Buscando a Picachu
La televisión es un medio complejo donde las imágenes que
uno ve parecen tener vida propia más allá de la versión, más o menos oficial,
de los hechos que se narren. Quizá por ello la semana pasada pasé dos malas
noches. La primera, entre los cadáveres de Niza sobre esa autopista al infierno
que acabó siendo el Paseo de los Ingleses; la segunda, entre la multitud contra
los carros blindados en Turquía, ese país que es Europa y es Asia y no lo es, aunque
allí anidaran las primeras culturas y civilizaciones de nuestra historia.

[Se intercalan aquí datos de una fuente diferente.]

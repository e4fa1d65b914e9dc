//! Verify every posts operation against JSON test vectors stored in
//! `test-vectors/`.
//!
//! Each vector file describes inputs, the expected outgoing request, a
//! simulated response, and the expected result or error. A replay transport
//! captures the request and answers with the simulated response. Comparing
//! parsed JSON (not raw strings) avoids false negatives from field ordering.

use std::sync::{Arc, Mutex};

use async_trait::async_trait;
use posts_core::{
    ApiClient, ClientConfig, HttpMethod, HttpRequest, HttpResponse, Post, PostsClient,
    RequestFailure, Transport,
};

const BASE_URL: &str = "http://localhost:3000";

/// Answers with one simulated response and keeps the request it was given.
struct Replay {
    response: HttpResponse,
    seen: Mutex<Vec<HttpRequest>>,
}

#[async_trait]
impl Transport for Replay {
    async fn execute(&self, request: HttpRequest) -> Result<HttpResponse, RequestFailure> {
        self.seen.lock().unwrap().push(request);
        Ok(self.response.clone())
    }
}

fn replay(case: &serde_json::Value) -> Arc<Replay> {
    let sim = &case["simulated_response"];
    Arc::new(Replay {
        response: HttpResponse {
            status: sim["status"].as_u64().unwrap() as u16,
            headers: Vec::new(),
            body: sim["body"].as_str().unwrap().to_string(),
        },
        seen: Mutex::new(Vec::new()),
    })
}

fn client(transport: &Arc<Replay>) -> PostsClient<Arc<Replay>> {
    PostsClient::new(ApiClient::new(ClientConfig::new(BASE_URL), Arc::clone(transport)))
}

fn load(raw: &str) -> Vec<serde_json::Value> {
    let vectors: serde_json::Value = serde_json::from_str(raw).unwrap();
    vectors["cases"].as_array().unwrap().clone()
}

/// Parse the method string from test vectors into `HttpMethod`.
fn parse_method(s: &str) -> HttpMethod {
    match s {
        "GET" => HttpMethod::Get,
        "POST" => HttpMethod::Post,
        "PUT" => HttpMethod::Put,
        "DELETE" => HttpMethod::Delete,
        other => panic!("unknown method: {other}"),
    }
}

/// Assert the single captured request matches `expected_request`.
fn check_request(name: &str, transport: &Replay, case: &serde_json::Value) {
    let seen = transport.seen.lock().unwrap();
    assert_eq!(seen.len(), 1, "{name}: exactly one request");
    let req = &seen[0];
    let expected = &case["expected_request"];

    assert_eq!(req.method, parse_method(expected["method"].as_str().unwrap()), "{name}: method");
    assert_eq!(req.path, format!("{BASE_URL}{}", expected["path"].as_str().unwrap()), "{name}: path");

    let expected_headers: Vec<(String, String)> = expected["headers"]
        .as_array()
        .unwrap()
        .iter()
        .map(|h| {
            let arr = h.as_array().unwrap();
            (arr[0].as_str().unwrap().to_string(), arr[1].as_str().unwrap().to_string())
        })
        .collect();
    assert_eq!(req.headers, expected_headers, "{name}: headers");

    match (&req.body, &expected["body"]) {
        (None, serde_json::Value::Null) => {}
        (Some(body), expected_body) if !expected_body.is_null() => {
            let body: serde_json::Value = serde_json::from_str(body).unwrap();
            assert_eq!(&body, expected_body, "{name}: body");
        }
        (actual, expected_body) => {
            panic!("{name}: body mismatch, got {actual:?}, expected {expected_body}")
        }
    }
}

/// Assert the operation outcome matches `expected_result` or `expected_error`.
fn check_outcome<R>(name: &str, result: Result<R, RequestFailure>, case: &serde_json::Value)
where
    R: serde::de::DeserializeOwned + PartialEq + std::fmt::Debug,
{
    if let Some(expected_error) = case.get("expected_error") {
        let expected_status = expected_error["status"].as_u64().unwrap() as u16;
        match result.unwrap_err() {
            RequestFailure::Status { status, .. } => {
                assert_eq!(status, expected_status, "{name}: error status")
            }
            other => panic!("{name}: expected status error, got {other:?}"),
        }
    } else {
        let expected: R = serde_json::from_value(case["expected_result"].clone()).unwrap();
        assert_eq!(result.unwrap(), expected, "{name}: parsed result");
    }
}

// ---------------------------------------------------------------------------
// List
// ---------------------------------------------------------------------------

#[tokio::test]
async fn list_test_vectors() {
    for case in load(include_str!("../../test-vectors/list.json")) {
        let name = case["name"].as_str().unwrap();
        let transport = replay(&case);

        let result = client(&transport).get_post_list().await;

        check_request(name, &transport, &case);
        check_outcome::<Vec<Post>>(name, result, &case);
    }
}

// ---------------------------------------------------------------------------
// Get
// ---------------------------------------------------------------------------

#[tokio::test]
async fn get_test_vectors() {
    for case in load(include_str!("../../test-vectors/get.json")) {
        let name = case["name"].as_str().unwrap();
        let id = case["input_id"].as_u64().unwrap();
        let transport = replay(&case);

        let result = client(&transport).get_post(id).await;

        check_request(name, &transport, &case);
        check_outcome::<Post>(name, result, &case);
    }
}

// ---------------------------------------------------------------------------
// Create
// ---------------------------------------------------------------------------

#[tokio::test]
async fn create_test_vectors() {
    for case in load(include_str!("../../test-vectors/create.json")) {
        let name = case["name"].as_str().unwrap();
        let input: Post = serde_json::from_value(case["input"].clone()).unwrap();
        let transport = replay(&case);

        let result = client(&transport).create_post(&input).await;

        check_request(name, &transport, &case);
        check_outcome::<Post>(name, result, &case);
    }
}

// ---------------------------------------------------------------------------
// Update
// ---------------------------------------------------------------------------

#[tokio::test]
async fn update_test_vectors() {
    for case in load(include_str!("../../test-vectors/update.json")) {
        let name = case["name"].as_str().unwrap();
        let input: Post = serde_json::from_value(case["input"].clone()).unwrap();
        let transport = replay(&case);

        let result = client(&transport).update_post(&input).await;

        check_request(name, &transport, &case);
        check_outcome::<Post>(name, result, &case);
    }
}

// ---------------------------------------------------------------------------
// Delete
// ---------------------------------------------------------------------------

#[tokio::test]
async fn delete_test_vectors() {
    for case in load(include_str!("../../test-vectors/delete.json")) {
        let name = case["name"].as_str().unwrap();
        let id = case["input_id"].as_u64().unwrap();
        let transport = replay(&case);

        let result = client(&transport).delete_post(id).await;

        check_request(name, &transport, &case);
        check_outcome::<Post>(name, result, &case);
    }
}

Hablo de realidad virtual, en efecto: puro magma televisivo,
pero también de sensaciones físicas y hasta dolorosas; en la piel y en el alma,
en ese lugar confuso que es la consciencia de todos cuando uno se queda solo y
cierra los ojos y quiere dormirse, pero el sueño se demora, porque las víctimas
se multiplican y uno no sabe contar cadáveres ni quiere aprender a hacerlo.

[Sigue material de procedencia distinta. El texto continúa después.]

//! Connection settings shared by every request a client issues.

/// Upstream service the client talks to when nothing else is configured.
pub const DEFAULT_BASE_URL: &str = "https://jsonplaceholder.typicode.com";

/// Environment variable that overrides [`DEFAULT_BASE_URL`].
pub const BASE_URL_ENV: &str = "POSTS_API_BASE_URL";

/// Content type sent on every request.
pub const JSON_CONTENT_TYPE: &str = "application/json; charset=UTF-8";

/// Base URL plus the default headers attached to each request.
///
/// The base URL is stored without a trailing slash so resource paths
/// (which start with `/`) can be appended directly.
#[derive(Debug, Clone, PartialEq, Eq)]
pub struct ClientConfig {
    base_url: String,
    headers: Vec<(String, String)>,
}

impl ClientConfig {
    pub fn new(base_url: &str) -> Self {
        Self {
            base_url: normalize(base_url),
            headers: vec![("content-type".to_string(), JSON_CONTENT_TYPE.to_string())],
        }
    }

    /// Reads the base URL from `POSTS_API_BASE_URL`, falling back to the
    /// upstream service. Empty values are ignored.
    pub fn from_env() -> Self {
        match std::env::var(BASE_URL_ENV) {
            Ok(url) if !url.trim().is_empty() => Self::new(url.trim()),
            _ => Self::default(),
        }
    }

    pub fn with_base_url(mut self, base_url: &str) -> Self {
        self.base_url = normalize(base_url);
        self
    }

    /// Adds a default header, replacing any existing header with the same
    /// (case-insensitive) name.
    pub fn with_header(mut self, name: &str, value: &str) -> Self {
        self.headers.retain(|(n, _)| !n.eq_ignore_ascii_case(name));
        self.headers.push((name.to_ascii_lowercase(), value.to_string()));
        self
    }

    pub fn base_url(&self) -> &str {
        &self.base_url
    }

    pub fn headers(&self) -> &[(String, String)] {
        &self.headers
    }
}

impl Default for ClientConfig {
    fn default() -> Self {
        Self::new(DEFAULT_BASE_URL)
    }
}

fn normalize(base_url: &str) -> String {
    base_url.trim_end_matches('/').to_string()
}
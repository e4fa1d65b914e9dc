use anyhow::Result;
use clap::Parser as _;
use serde::Serialize;
use tracing_subscriber::{layer::SubscriberExt as _, util::SubscriberInitExt as _};

use posts_core::{ClientConfig, Post, PostsClient};

mod cli;

use cli::{Cli, Commands, PostFields};

#[tokio::main]
async fn main() -> Result<()> {
    tracing_subscriber::registry()
        .with(
            tracing_subscriber::EnvFilter::try_from_default_env()
                .unwrap_or_else(|_| "posts_core=warn,posts=info".into()),
        )
        .with(tracing_subscriber::fmt::layer().with_writer(std::io::stderr))
        .init();

    let cli = Cli::parse();

    let config = match cli.base_url.as_deref() {
        Some(url) => ClientConfig::new(url),
        None => ClientConfig::from_env(),
    };
    tracing::debug!(base_url = config.base_url(), "using API");
    let client = PostsClient::from_config(config);

    match cli.command {
        Commands::List => print_json(&client.get_post_list().await?),
        Commands::Get { id } => print_json(&client.get_post(id).await?),
        Commands::Create { fields } => print_json(&client.create_post(&to_post(0, fields)).await?),
        Commands::Update { id, fields } => {
            print_json(&client.update_post(&to_post(id, fields)).await?)
        }
        Commands::Delete { id } => print_json(&client.delete_post(id).await?),
    }
}

fn to_post(id: u64, fields: PostFields) -> Post {
    Post {
        user_id: fields.user_id,
        id,
        title: fields.title,
        body: fields.body,
    }
}

fn print_json<T: Serialize>(value: &T) -> Result<()> {
    println!("{}", serde_json::to_string_pretty(value)?);
    Ok(())
}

El domingo, sin embargo, respiré mucho más tranquilo. Abrí
mi IPad e instalé Pokémon Go. Casi al
instante tres ejemplares de esos bichos, con los que nunca mantuve ninguna
relación personal, salvo a través de mi hijo, aparecieron en pantalla. Me llevó
poco tiempo cazarlos. Un Geodude, un Shellder y un Bulbasaur. Ahora no sé qué tengo que hacer con ellos, salvo
alimentarlos, quizá, y llevarlos de paseo si me atrevo a salir a la calle con
el iPad, que no creo. Lo peor es que esta mañana he cazado un Paras, una mezcla de cangrejo y
champiñón. Tengo la casa repleta de pokémons y yo sin saberlo. ¿Dónde estará Picachu?